What I think you're having trouble with is how the sheaf $\mathcal{K}_X^\ast / \mathcal{O}_X^\ast$ is constructed. It's a sheafification, which means that every section has a local trivialization. But what is it a sheafification of, exactly? Of the presheaf that maps every affine open $\operatorname{Spec} A$ to the quotient group $K(A)^*/ A^*$, where $K(A)$ is the fraction field—so $K(A)^\ast$ is just the set of quotients of two non-zero-divisors.

(Note: I think that what I wrote there is technically correct, though it's not as simple as I'm suggesting to actually define this presheaf. One needs to work with $\mathcal{K}_X$ as the sheafification of $U\mapsto \mathcal{O}_X(U)[S(U)^{-1}]$, where $S(U)$ is the collection of elements of $\mathcal{O}_X(U)$ which are non-zero-divisors at every stalk in $U$. This is important for ensuring that the representatives $f_i$ actually restrict to quotients of regular elements.)

$\mathcal{K}_X^\ast / \mathcal{O}_X^\ast$ doesn't necessarily look like that on a random affine open.
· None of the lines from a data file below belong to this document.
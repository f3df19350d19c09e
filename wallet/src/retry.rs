use crate::config::RetryPolicy;
use std::future::Future;
use tokio::time::sleep;
use tracing::warn;

/// Run `op` until it succeeds, fails with a non-retryable error, or the
/// policy's retry budget is spent. The last error is returned.
pub async fn retry<T, E, F, Fut>(
    policy: &RetryPolicy,
    label: &str,
    is_retryable: impl Fn(&E) -> bool,
    mut op: F,
) -> Result<T, E>
where
    F: FnMut() -> Fut,
    Fut: Future<Output = Result<T, E>>,
    E: std::fmt::Display,
{
    let mut attempt = 0u32;
    loop {
        match op().await {
            Ok(value) => return Ok(value),
            Err(e) if attempt < policy.max_retries && is_retryable(&e) => {
                attempt += 1;
                let delay = policy.backoff(attempt);
                warn!("{} failed ({}), retry {} in {:?}", label, e, attempt, delay);
                sleep(delay).await;
            }
            Err(e) => return Err(e),
        }
    }
}

#[cfg(test)]
mod tests {
    use super::*;
    use crate::errors::WalletError;
    use std::sync::atomic::{AtomicU32, Ordering};
    use std::time::Duration;

    #[tokio::test(start_paused = true)]
    async fn test_retries_transient_until_success() {
        let counter = AtomicU32::new(0);
        let calls = &counter;
        let started = tokio::time::Instant::now();

        let result: Result<u32, WalletError> = retry(
            &RetryPolicy::default(),
            "GetBalance",
            WalletError::is_transient,
            || async move {
                let n = calls.fetch_add(1, Ordering::SeqCst) + 1;
                if n < 3 {
                    Err(WalletError::Network("connection reset".into()))
                } else {
                    Ok(n)
                }
            },
        )
        .await;

        assert_eq!(result.unwrap(), 3);
        assert_eq!(calls.load(Ordering::SeqCst), 3);
        // 100ms + 200ms of backoff
        assert_eq!(started.elapsed(), Duration::from_millis(300));
    }

    #[tokio::test(start_paused = true)]
    async fn test_gives_up_after_budget() {
        let counter = AtomicU32::new(0);
        let calls = &counter;
        let policy = RetryPolicy {
            max_retries: 2,
            ..RetryPolicy::default()
        };

        let result: Result<(), WalletError> = retry(&policy, "GetBalance", WalletError::is_transient, || async move {
            calls.fetch_add(1, Ordering::SeqCst);
            Err(WalletError::Network("timeout".into()))
        })
        .await;

        assert!(matches!(result, Err(WalletError::Network(_))));
        assert_eq!(calls.load(Ordering::SeqCst), 3);
    }

    #[tokio::test]
    async fn test_non_retryable_surfaces_immediately() {
        let counter = AtomicU32::new(0);
        let calls = &counter;

        let result: Result<(), WalletError> = retry(
            &RetryPolicy::default(),
            "GetTransactionStatus",
            WalletError::is_transient,
            || async move {
                calls.fetch_add(1, Ordering::SeqCst);
                Err(WalletError::InvalidState("bad".into()))
            },
        )
        .await;

        assert!(matches!(result, Err(WalletError::InvalidState(_))));
        assert_eq!(calls.load(Ordering::SeqCst), 1);
    }
}
use crate::encoding::{hex, EncodingError};
use crate::types::{Address, PublicKey, Signature, PUBLIC_KEY_LEN};
use hmac::{Hmac, Mac};
use k256::{
    elliptic_curve::{ops::Reduce, sec1::ToEncodedPoint, PrimeField},
    FieldBytes, ProjectivePoint, Scalar, SecretKey, U256,
};
use parking_lot::Mutex;
use rand::{rngs::OsRng, RngCore, SeedableRng};
use rand_chacha::ChaCha20Rng;
use sha2::{Digest, Sha256};
use std::fmt;
use thiserror::Error;
use zeroize::{Zeroize, ZeroizeOnDrop};

type HmacSha256 = Hmac<Sha256>;

#[derive(Debug, Error)]
pub enum CryptoError {
    #[error("Invalid private key: {0}")]
    InvalidPrivateKey(String),

    #[error("Invalid public key")]
    InvalidPublicKey,

    #[error("Invalid signature")]
    InvalidSignature,

    #[error("Invalid nonce: {0}")]
    InvalidNonce(u64),

    #[error("Key derivation failed: {0}")]
    Derivation(String),

    #[error(transparent)]
    Encoding(#[from] EncodingError),
}

/// Source of secret randomness for key, salt and IV generation
pub trait EntropySource: Send + Sync {
    fn fill_bytes(&self, dest: &mut [u8]);
}

/// Operating-system randomness
#[derive(Debug, Default, Clone, Copy)]
pub struct OsEntropy;

impl EntropySource for OsEntropy {
    fn fill_bytes(&self, dest: &mut [u8]) {
        OsRng.fill_bytes(dest);
    }
}

/// Reproducible ChaCha20 stream, for tests and fixtures only
pub struct SeededEntropy {
    rng: Mutex<ChaCha20Rng>,
}

impl SeededEntropy {
    pub fn new(seed: u64) -> Self {
        Self {
            rng: Mutex::new(ChaCha20Rng::seed_from_u64(seed)),
        }
    }
}

impl EntropySource for SeededEntropy {
    fn fill_bytes(&self, dest: &mut [u8]) {
        self.rng.lock().fill_bytes(dest);
    }
}

/// 32-byte secp256k1 secret scalar. Wiped from memory on drop.
#[derive(Clone, PartialEq, Eq, Zeroize, ZeroizeOnDrop)]
pub struct PrivateKey([u8; 32]);

impl PrivateKey {
    /// Accepts any value in `[1, n-1]`
    pub fn from_bytes(bytes: &[u8]) -> Result<Self, CryptoError> {
        if bytes.len() != 32 {
            return Err(CryptoError::InvalidPrivateKey(format!(
                "expected 32 bytes, got {}",
                bytes.len()
            )));
        }

        let mut key = [0u8; 32];
        key.copy_from_slice(bytes);
        let key = PrivateKey(key);
        key.scalar()?;
        Ok(key)
    }

    pub fn from_hex(text: &str) -> Result<Self, CryptoError> {
        let mut bytes = hex::decode(text)?;
        let key = Self::from_bytes(&bytes);
        bytes.zeroize();
        key
    }

    pub fn as_bytes(&self) -> &[u8; 32] {
        &self.0
    }

    pub fn to_hex(&self) -> String {
        hex::encode(self.0)
    }

    pub fn public_key(&self) -> Result<PublicKey, CryptoError> {
        public_key_from_private(self)
    }

    fn scalar(&self) -> Result<Scalar, CryptoError> {
        let repr = *FieldBytes::from_slice(&self.0);
        let scalar: Option<Scalar> = Scalar::from_repr(repr).into();
        match scalar {
            Some(s) if !bool::from(s.is_zero()) => Ok(s),
            Some(_) => Err(CryptoError::InvalidPrivateKey("zero scalar".into())),
            None => Err(CryptoError::InvalidPrivateKey("not below curve order".into())),
        }
    }
}

impl fmt::Debug for PrivateKey {
    fn fmt(&self, f: &mut fmt::Formatter<'_>) -> fmt::Result {
        f.write_str("PrivateKey(<redacted>)")
    }
}

/// Draw a fresh key pair, redrawing candidates outside `[1, n-1]`
pub fn generate_key_pair(entropy: &dyn EntropySource) -> (PrivateKey, PublicKey) {
    loop {
        let mut candidate = [0u8; 32];
        entropy.fill_bytes(&mut candidate);
        let key = PrivateKey::from_bytes(&candidate);
        candidate.zeroize();

        if let Ok(key) = key {
            if let Ok(public_key) = public_key_from_private(&key) {
                return (key, public_key);
            }
        }
    }
}

/// Compressed public key for a private key
pub fn public_key_from_private(private_key: &PrivateKey) -> Result<PublicKey, CryptoError> {
    let secret = SecretKey::from_slice(private_key.as_bytes())
        .map_err(|e| CryptoError::InvalidPrivateKey(e.to_string()))?;
    let encoded = secret.public_key().to_encoded_point(true);

    let mut out = [0u8; PUBLIC_KEY_LEN];
    out.copy_from_slice(encoded.as_bytes());
    Ok(PublicKey::new(out))
}

pub fn derive_address(public_key: &PublicKey) -> Address {
    Address::from_public_key(public_key)
}

/// Schnorr signature over secp256k1.
///
/// `r = H(Q || P || m) mod n` with `Q = k·G`, and `s = k - r·x mod n`. The
/// nonce `k` comes from HMAC-SHA256 keyed by the private key over
/// `P || m || counter`, so the same key and message always give the same
/// signature.
pub fn sign(private_key: &PrivateKey, message: &[u8]) -> Result<Signature, CryptoError> {
    let x = private_key.scalar()?;
    let public_key = public_key_from_private(private_key)?;

    for counter in 0u32.. {
        let Some(k) = nonce_candidate(private_key, &public_key, message, counter)? else {
            continue;
        };

        let q = ProjectivePoint::GENERATOR * k;
        let r = challenge(&q, &public_key, message)?;
        if bool::from(r.is_zero()) {
            continue;
        }

        let s = k - r * x;
        if bool::from(s.is_zero()) {
            continue;
        }

        return Ok(Signature::from_parts(&scalar_bytes(&r), &scalar_bytes(&s)));
    }

    Err(CryptoError::InvalidSignature)
}

/// Check a Schnorr signature. Malformed keys or signatures verify as false.
pub fn verify(public_key: &PublicKey, message: &[u8], signature: &Signature) -> bool {
    verify_inner(public_key, message, signature).unwrap_or(false)
}

fn verify_inner(
    public_key: &PublicKey,
    message: &[u8],
    signature: &Signature,
) -> Result<bool, CryptoError> {
    let r = nonzero_scalar(signature.r())?;
    let s = nonzero_scalar(signature.s())?;

    let point = k256::PublicKey::from_sec1_bytes(public_key.as_bytes())
        .map_err(|_| CryptoError::InvalidPublicKey)?
        .to_projective();

    let q = point * r + ProjectivePoint::GENERATOR * s;
    if q == ProjectivePoint::IDENTITY {
        return Ok(false);
    }

    Ok(challenge(&q, public_key, message)? == r)
}

fn nonce_candidate(
    private_key: &PrivateKey,
    public_key: &PublicKey,
    message: &[u8],
    counter: u32,
) -> Result<Option<Scalar>, CryptoError> {
    let mut mac = HmacSha256::new_from_slice(private_key.as_bytes())
        .map_err(|e| CryptoError::InvalidPrivateKey(e.to_string()))?;
    mac.update(public_key.as_bytes());
    mac.update(message);
    mac.update(&counter.to_be_bytes());
    let digest = mac.finalize().into_bytes();

    let k: Option<Scalar> = Scalar::from_repr(digest).into();
    Ok(k.filter(|k| !bool::from(k.is_zero())))
}

// H(Q || P || m) mod n
fn challenge(q: &ProjectivePoint, public_key: &PublicKey, message: &[u8]) -> Result<Scalar, CryptoError> {
    let q = q.to_affine().to_encoded_point(true);
    if q.as_bytes().len() != PUBLIC_KEY_LEN {
        return Err(CryptoError::InvalidSignature);
    }

    let mut hasher = Sha256::new();
    hasher.update(q.as_bytes());
    hasher.update(public_key.as_bytes());
    hasher.update(message);
    let hash = hasher.finalize();

    Ok(<Scalar as Reduce<U256>>::reduce(U256::from_be_slice(&hash)))
}

fn nonzero_scalar(bytes: &[u8]) -> Result<Scalar, CryptoError> {
    let repr = *FieldBytes::from_slice(bytes);
    let scalar: Option<Scalar> = Scalar::from_repr(repr).into();
    scalar
        .filter(|s| !bool::from(s.is_zero()))
        .ok_or(CryptoError::InvalidSignature)
}

fn scalar_bytes(scalar: &Scalar) -> [u8; 32] {
    let mut out = [0u8; 32];
    out.copy_from_slice(&scalar.to_bytes());
    out
}
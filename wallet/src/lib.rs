pub mod config;
pub mod errors;
pub mod keystore;
pub mod retry;
pub mod rpc_client;
pub mod transaction;
pub mod wallet;

pub use config::{pack_version, ConfirmConfig, RetryPolicy, WalletConfig};
pub use errors::{ApiError, ApiErrorKind, WalletError};
pub use keystore::{Kdf, KdfKind, KeystoreFile};
pub use rpc_client::{BalanceAndNonce, NodeClient, NodeTxStatus, RpcClient, StatusOutcome, TxPayload};
pub use transaction::{
    batch_confirm, batch_confirm_until, Transaction, TransactionBuilder, TxReceipt, TxStatus,
};
pub use wallet::{Account, Wallet};

pub use aster_primitives as primitives;
//! Password-protected key container (version 3 JSON keystore).
//!
//! The private key is encrypted with AES-128-CTR under the first half of a
//! KDF-derived key; the second half authenticates the ciphertext through an
//! HMAC-SHA256 mac that is checked before anything is decrypted.

use aes::Aes128;
use aster_primitives::{hex, Address, EntropySource, PrivateKey};
use ctr::cipher::{KeyIvInit, StreamCipher};
use hmac::{Hmac, Mac};
use serde::{Deserialize, Serialize};
use sha2::Sha256;
use std::fmt;
use std::path::Path;
use std::str::FromStr;
use tracing::debug;
use zeroize::Zeroizing;

use crate::errors::WalletError;

type Aes128Ctr = ctr::Ctr128BE<Aes128>;
type HmacSha256 = Hmac<Sha256>;

pub const KEYSTORE_VERSION: u32 = 3;
pub const CIPHER: &str = "aes-128-ctr";

const SALT_LEN: usize = 32;
const IV_LEN: usize = 16;
const DKLEN: u32 = 32;

// Cost ceilings for parameters read from keystore files
const MAX_PBKDF2_ROUNDS: u32 = 10_000_000;
const MAX_SCRYPT_N: u32 = 1 << 20;
const MAX_SCRYPT_MEMORY: u64 = 1 << 30;
const MAX_SCRYPT_P: u32 = 16;
const MAX_ARGON2_MEMORY_KIB: u32 = 4 * 1024 * 1024;
const MAX_ARGON2_PASSES: u32 = 64;
const MAX_ARGON2_LANES: u32 = 16;

/// Supported key-derivation functions
#[derive(Debug, Clone, Copy, PartialEq, Eq, Serialize, Deserialize)]
#[serde(rename_all = "lowercase")]
pub enum KdfKind {
    Pbkdf2,
    Scrypt,
    Argon2id,
}

impl KdfKind {
    pub fn as_str(&self) -> &'static str {
        match self {
            KdfKind::Pbkdf2 => "pbkdf2",
            KdfKind::Scrypt => "scrypt",
            KdfKind::Argon2id => "argon2id",
        }
    }
}

impl fmt::Display for KdfKind {
    fn fmt(&self, f: &mut fmt::Formatter<'_>) -> fmt::Result {
        f.write_str(self.as_str())
    }
}

impl FromStr for KdfKind {
    type Err = WalletError;

    fn from_str(s: &str) -> Result<Self, Self::Err> {
        match s {
            "pbkdf2" => Ok(KdfKind::Pbkdf2),
            "scrypt" => Ok(KdfKind::Scrypt),
            "argon2id" => Ok(KdfKind::Argon2id),
            other => Err(WalletError::Kdf(format!("unsupported kdf: {}", other))),
        }
    }
}

/// A KDF together with its cost parameters
#[derive(Debug, Clone, Copy, PartialEq, Eq)]
pub enum Kdf {
    /// PBKDF2-HMAC-SHA256 with `c` iterations
    Pbkdf2 { c: u32 },
    /// scrypt with CPU/memory cost `n` (a power of two)
    Scrypt { n: u32, r: u32, p: u32 },
    /// Argon2id with `m` KiB of memory and `t` passes
    Argon2id { m: u32, t: u32, p: u32 },
}

impl Kdf {
    pub fn default_for(kind: KdfKind) -> Self {
        match kind {
            KdfKind::Pbkdf2 => Kdf::Pbkdf2 { c: 262_144 },
            KdfKind::Scrypt => Kdf::Scrypt { n: 8192, r: 8, p: 1 },
            KdfKind::Argon2id => Kdf::Argon2id { m: 65_536, t: 3, p: 1 },
        }
    }

    pub fn kind(&self) -> KdfKind {
        match self {
            Kdf::Pbkdf2 { .. } => KdfKind::Pbkdf2,
            Kdf::Scrypt { .. } => KdfKind::Scrypt,
            Kdf::Argon2id { .. } => KdfKind::Argon2id,
        }
    }

    /// Derive the 32-byte encryption + mac key
    pub fn derive(&self, passphrase: &str, salt: &[u8]) -> Result<Zeroizing<[u8; 32]>, WalletError> {
        self.check_costs()?;
        let mut out = Zeroizing::new([0u8; 32]);

        match *self {
            Kdf::Pbkdf2 { c } => {
                if c == 0 {
                    return Err(WalletError::Kdf("pbkdf2 iteration count must be positive".into()));
                }
                pbkdf2::pbkdf2_hmac::<Sha256>(passphrase.as_bytes(), salt, c, &mut out[..]);
            }
            Kdf::Scrypt { n, r, p } => {
                if n < 2 || !n.is_power_of_two() {
                    return Err(WalletError::Kdf(format!("scrypt n must be a power of two, got {}", n)));
                }
                let log_n = n.trailing_zeros() as u8;
                let params = scrypt::Params::new(log_n, r, p, DKLEN as usize)
                    .map_err(|e| WalletError::Kdf(format!("scrypt params: {}", e)))?;
                scrypt::scrypt(passphrase.as_bytes(), salt, &params, &mut out[..])
                    .map_err(|e| WalletError::Kdf(format!("scrypt: {}", e)))?;
            }
            Kdf::Argon2id { m, t, p } => {
                let params = argon2::Params::new(m, t, p, Some(DKLEN as usize))
                    .map_err(|e| WalletError::Kdf(format!("argon2 params: {}", e)))?;
                argon2::Argon2::new(argon2::Algorithm::Argon2id, argon2::Version::V0x13, params)
                    .hash_password_into(passphrase.as_bytes(), salt, &mut out[..])
                    .map_err(|e| WalletError::Kdf(format!("argon2: {}", e)))?;
            }
        }

        Ok(out)
    }

    /// Reject costs too large to compute in bounded time and memory
    fn check_costs(&self) -> Result<(), WalletError> {
        let exceeded = match *self {
            Kdf::Pbkdf2 { c } => (c > MAX_PBKDF2_ROUNDS).then(|| format!("pbkdf2 c={}", c)),
            Kdf::Scrypt { n, r, p } => {
                // scrypt works in 128 * n * r bytes
                let memory = 128 * u64::from(n) * u64::from(r);
                if n > MAX_SCRYPT_N {
                    Some(format!("scrypt n={}", n))
                } else if memory > MAX_SCRYPT_MEMORY {
                    Some(format!("scrypt memory for n={} r={}", n, r))
                } else {
                    (p > MAX_SCRYPT_P).then(|| format!("scrypt p={}", p))
                }
            }
            Kdf::Argon2id { m, t, p } => {
                if m > MAX_ARGON2_MEMORY_KIB {
                    Some(format!("argon2id m={}", m))
                } else if t > MAX_ARGON2_PASSES {
                    Some(format!("argon2id t={}", t))
                } else {
                    (p > MAX_ARGON2_LANES).then(|| format!("argon2id p={}", p))
                }
            }
        };

        match exceeded {
            Some(what) => Err(WalletError::Kdf(format!("{} exceeds the supported maximum", what))),
            None => Ok(()),
        }
    }

    fn to_params(self, salt: &[u8]) -> KdfParams {
        let mut params = KdfParams {
            salt: hex::encode(salt),
            dklen: DKLEN,
            c: None,
            n: None,
            r: None,
            p: None,
            m: None,
            t: None,
        };
        match self {
            Kdf::Pbkdf2 { c } => params.c = Some(c),
            Kdf::Scrypt { n, r, p } => {
                params.n = Some(n);
                params.r = Some(r);
                params.p = Some(p);
            }
            Kdf::Argon2id { m, t, p } => {
                params.m = Some(m);
                params.t = Some(t);
                params.p = Some(p);
            }
        }
        params
    }

    fn from_params(name: &str, params: &KdfParams) -> Result<Self, WalletError> {
        if params.dklen != DKLEN {
            return Err(WalletError::Kdf(format!("unsupported dklen: {}", params.dklen)));
        }

        let field = |value: Option<u32>, label: &str| {
            value.ok_or_else(|| WalletError::Kdf(format!("{} is missing kdfparams.{}", name, label)))
        };

        let kdf = match name.parse::<KdfKind>()? {
            KdfKind::Pbkdf2 => Kdf::Pbkdf2 { c: field(params.c, "c")? },
            KdfKind::Scrypt => Kdf::Scrypt {
                n: field(params.n, "n")?,
                r: field(params.r, "r")?,
                p: field(params.p, "p")?,
            },
            KdfKind::Argon2id => Kdf::Argon2id {
                m: field(params.m, "m")?,
                t: field(params.t, "t")?,
                p: field(params.p, "p")?,
            },
        };
        kdf.check_costs()?;
        Ok(kdf)
    }
}

#[derive(Debug, Clone, PartialEq, Eq, Serialize, Deserialize)]
pub struct KdfParams {
    pub salt: String,
    pub dklen: u32,
    #[serde(default, skip_serializing_if = "Option::is_none")]
    pub c: Option<u32>,
    #[serde(default, skip_serializing_if = "Option::is_none")]
    pub n: Option<u32>,
    #[serde(default, skip_serializing_if = "Option::is_none")]
    pub r: Option<u32>,
    #[serde(default, skip_serializing_if = "Option::is_none")]
    pub p: Option<u32>,
    #[serde(default, skip_serializing_if = "Option::is_none")]
    pub m: Option<u32>,
    #[serde(default, skip_serializing_if = "Option::is_none")]
    pub t: Option<u32>,
}

#[derive(Debug, Clone, PartialEq, Eq, Serialize, Deserialize)]
pub struct CipherParams {
    pub iv: String,
}

#[derive(Debug, Clone, PartialEq, Eq, Serialize, Deserialize)]
pub struct CryptoSection {
    pub cipher: String,
    pub cipherparams: CipherParams,
    pub ciphertext: String,
    pub kdf: String,
    pub kdfparams: KdfParams,
    pub mac: String,
}

/// Encrypted private key as persisted on disk
#[derive(Debug, Clone, PartialEq, Eq, Serialize, Deserialize)]
pub struct KeystoreFile {
    /// Lowercase hex address, no prefix
    pub address: String,
    pub crypto: CryptoSection,
    pub id: String,
    pub version: u32,
}

impl KeystoreFile {
    pub fn to_json(&self) -> Result<String, WalletError> {
        Ok(serde_json::to_string_pretty(self)?)
    }

    pub fn from_json(json: &str) -> Result<Self, WalletError> {
        Ok(serde_json::from_str(json)?)
    }

    /// Write the container, creating parent directories
    pub fn save(&self, path: impl AsRef<Path>) -> Result<(), WalletError> {
        let path = path.as_ref();
        if let Some(parent) = path.parent() {
            std::fs::create_dir_all(parent)?;
        }
        std::fs::write(path, self.to_json()?)?;
        debug!("Saved keystore for {} to {}", self.address, path.display());
        Ok(())
    }

    pub fn load(path: impl AsRef<Path>) -> Result<Self, WalletError> {
        let data = std::fs::read_to_string(path)?;
        Self::from_json(&data)
    }

    /// Address recorded in the container
    pub fn address(&self) -> Result<Address, WalletError> {
        Ok(self.address.parse::<Address>()?)
    }

    /// Suggested file name, `<address>.json`
    pub fn file_name(&self) -> String {
        format!("{}.json", self.address.to_lowercase())
    }
}

/// Encrypt with the default cost parameters for `kind`
pub fn encrypt(
    private_key: &PrivateKey,
    passphrase: &str,
    kind: KdfKind,
    entropy: &dyn EntropySource,
) -> Result<KeystoreFile, WalletError> {
    encrypt_with(private_key, passphrase, Kdf::default_for(kind), entropy)
}

/// Encrypt with explicit KDF cost parameters
pub fn encrypt_with(
    private_key: &PrivateKey,
    passphrase: &str,
    kdf: Kdf,
    entropy: &dyn EntropySource,
) -> Result<KeystoreFile, WalletError> {
    let address = private_key.public_key()?.address();

    let mut salt = [0u8; SALT_LEN];
    let mut iv = [0u8; IV_LEN];
    let mut id = [0u8; 16];
    entropy.fill_bytes(&mut salt);
    entropy.fill_bytes(&mut iv);
    entropy.fill_bytes(&mut id);

    let derived = kdf.derive(passphrase, &salt)?;

    let mut ciphertext = private_key.as_bytes().to_vec();
    let mut cipher = Aes128Ctr::new_from_slices(&derived[..16], &iv)
        .map_err(|e| WalletError::Kdf(e.to_string()))?;
    cipher.apply_keystream(&mut ciphertext);

    let mac = keystore_mac(&derived, &ciphertext, &iv)?.finalize().into_bytes();

    Ok(KeystoreFile {
        address: address.to_hex(),
        crypto: CryptoSection {
            cipher: CIPHER.to_string(),
            cipherparams: CipherParams { iv: hex::encode(iv) },
            ciphertext: hex::encode(&ciphertext),
            kdf: kdf.kind().to_string(),
            kdfparams: kdf.to_params(&salt),
            mac: hex::encode(mac),
        },
        id: uuid::Builder::from_random_bytes(id).into_uuid().to_string(),
        version: KEYSTORE_VERSION,
    })
}

/// Recover the private key. The mac is verified before decryption, and the
/// decrypted key must match the recorded address.
pub fn decrypt(file: &KeystoreFile, passphrase: &str) -> Result<PrivateKey, WalletError> {
    let crypto = &file.crypto;
    if file.version != KEYSTORE_VERSION {
        return Err(WalletError::Format(format!("unsupported keystore version {}", file.version)));
    }
    if crypto.cipher != CIPHER {
        return Err(WalletError::Format(format!("unsupported cipher {}", crypto.cipher)));
    }

    let kdf = Kdf::from_params(&crypto.kdf, &crypto.kdfparams)?;
    let salt = hex::decode(&crypto.kdfparams.salt)?;
    let iv = hex::decode(&crypto.cipherparams.iv)?;
    let ciphertext = hex::decode(&crypto.ciphertext)?;
    let mac = hex::decode(&crypto.mac)?;
    if iv.len() != IV_LEN {
        return Err(WalletError::Format(format!("iv must be {} bytes", IV_LEN)));
    }

    let derived = kdf.derive(passphrase, &salt)?;

    keystore_mac(&derived, &ciphertext, &iv)?
        .verify_slice(&mac)
        .map_err(|_| WalletError::Authentication("keystore mac mismatch".into()))?;

    let mut plaintext = Zeroizing::new(ciphertext);
    let mut cipher = Aes128Ctr::new_from_slices(&derived[..16], &iv)
        .map_err(|e| WalletError::Kdf(e.to_string()))?;
    cipher.apply_keystream(plaintext.as_mut_slice());

    let private_key = PrivateKey::from_bytes(&plaintext)?;
    let address = private_key.public_key()?.address();
    if address.to_hex() != file.address.to_lowercase().trim_start_matches("0x") {
        return Err(WalletError::Authentication(format!(
            "decrypted key belongs to {}, not {}",
            address, file.address
        )));
    }

    Ok(private_key)
}

// HMAC-SHA256(derived, derived[16..32] || ciphertext || iv || cipher name)
fn keystore_mac(derived: &[u8; 32], ciphertext: &[u8], iv: &[u8]) -> Result<HmacSha256, WalletError> {
    let mut mac = HmacSha256::new_from_slice(derived).map_err(|e| WalletError::Kdf(e.to_string()))?;
    mac.update(&derived[16..32]);
    mac.update(ciphertext);
    mac.update(iv);
    mac.update(CIPHER.as_bytes());
    Ok(mac)
}
//! `minimart-core` — domain foundation building blocks.
//!
//! This crate contains **pure domain** primitives (no infrastructure concerns).

pub mod entity;
pub mod error;
pub mod id;
pub mod name;
pub mod value_object;

pub use entity::Entity;
pub use error::{DomainError, DomainResult};
pub use id::{IdGenerator, ProductId};
pub use name::PersonName;
pub use value_object::ValueObject;
//! Domain error model.

use thiserror::Error;

/// Result type used across the domain layer.
pub type DomainResult<T> = Result<T, DomainError>;

/// Domain-level error.
///
/// Keep this focused on genuine failures (malformed input at a parse
/// boundary). Expected conditions — a full cart, an absent identifier, an
/// empty name, an out-of-range price — are modeled as booleans or silent
/// normalization, never as errors.
#[derive(Debug, Error, Clone, PartialEq, Eq)]
pub enum DomainError {
    /// A value failed validation (e.g. malformed input).
    #[error("validation failed: {0}")]
    Validation(String),

    /// An identifier was invalid (e.g. parse failure).
    #[error("invalid identifier: {0}")]
    InvalidId(String),
}

impl DomainError {
    pub fn validation(msg: impl Into<String>) -> Self {
        Self::Validation(msg.into())
    }

    pub fn invalid_id(msg: impl Into<String>) -> Self {
        Self::InvalidId(msg.into())
    }
}
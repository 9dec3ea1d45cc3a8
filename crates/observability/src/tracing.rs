//! Tracing/logging initialization.

use tracing_subscriber::EnvFilter;

/// Initialize tracing/logging for the process.
///
/// Logs go to stderr so the CLI's report output on stdout stays clean.
/// Verbosity is configurable via `RUST_LOG`; defaults to `info`. Safe to
/// call multiple times (subsequent calls are no-ops).
pub fn init() {
    let filter = EnvFilter::try_from_default_env().unwrap_or_else(|_| EnvFilter::new("info"));

    let _ = tracing_subscriber::fmt()
        .with_env_filter(filter)
        .with_target(false)
        .with_writer(std::io::stderr)
        .try_init();
}
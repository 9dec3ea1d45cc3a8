//! Value object trait: equality by value, not identity.

/// Marker trait for value objects.
///
/// Value objects are **immutable** and **compared by value**: two value
/// objects with the same attribute values are the same value. Contrast with
/// an [`Entity`](crate::entity::Entity), where two instances with the same
/// identifier are the same entity regardless of attribute values.
///
/// To "modify" a value object, build a new one with the new values.
pub trait ValueObject: Clone + PartialEq + core::fmt::Debug {}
But for any section $s$, $X$ will have a covering by affine opens $\{U_i\}$ such that $s|_{U_i}$ is of that form.

Question 2: It's not necessarily true that $f_i|_{U_i \cap V_j} \in \mathcal{O}_X (U_i \cap V_j)^*$, or even that $f_i|_{U_i \cap U_j} \in \mathcal{O}_X (U_i \cap U_j)^*$. Remember, the latter is in the fraction field, but, for $f_i$ and $f_j$ to be compatible on $U_i \cap U_j$, they must lie in the same coset of the quotient, which is the same as saying: $f_i|_{U_i \cap U_j} \in f_j|_{U_i \cap U_j} \mathcal{O}(U_i \cap U_j)^\ast$ (plus the same thing with $i$ and $j$ reversed).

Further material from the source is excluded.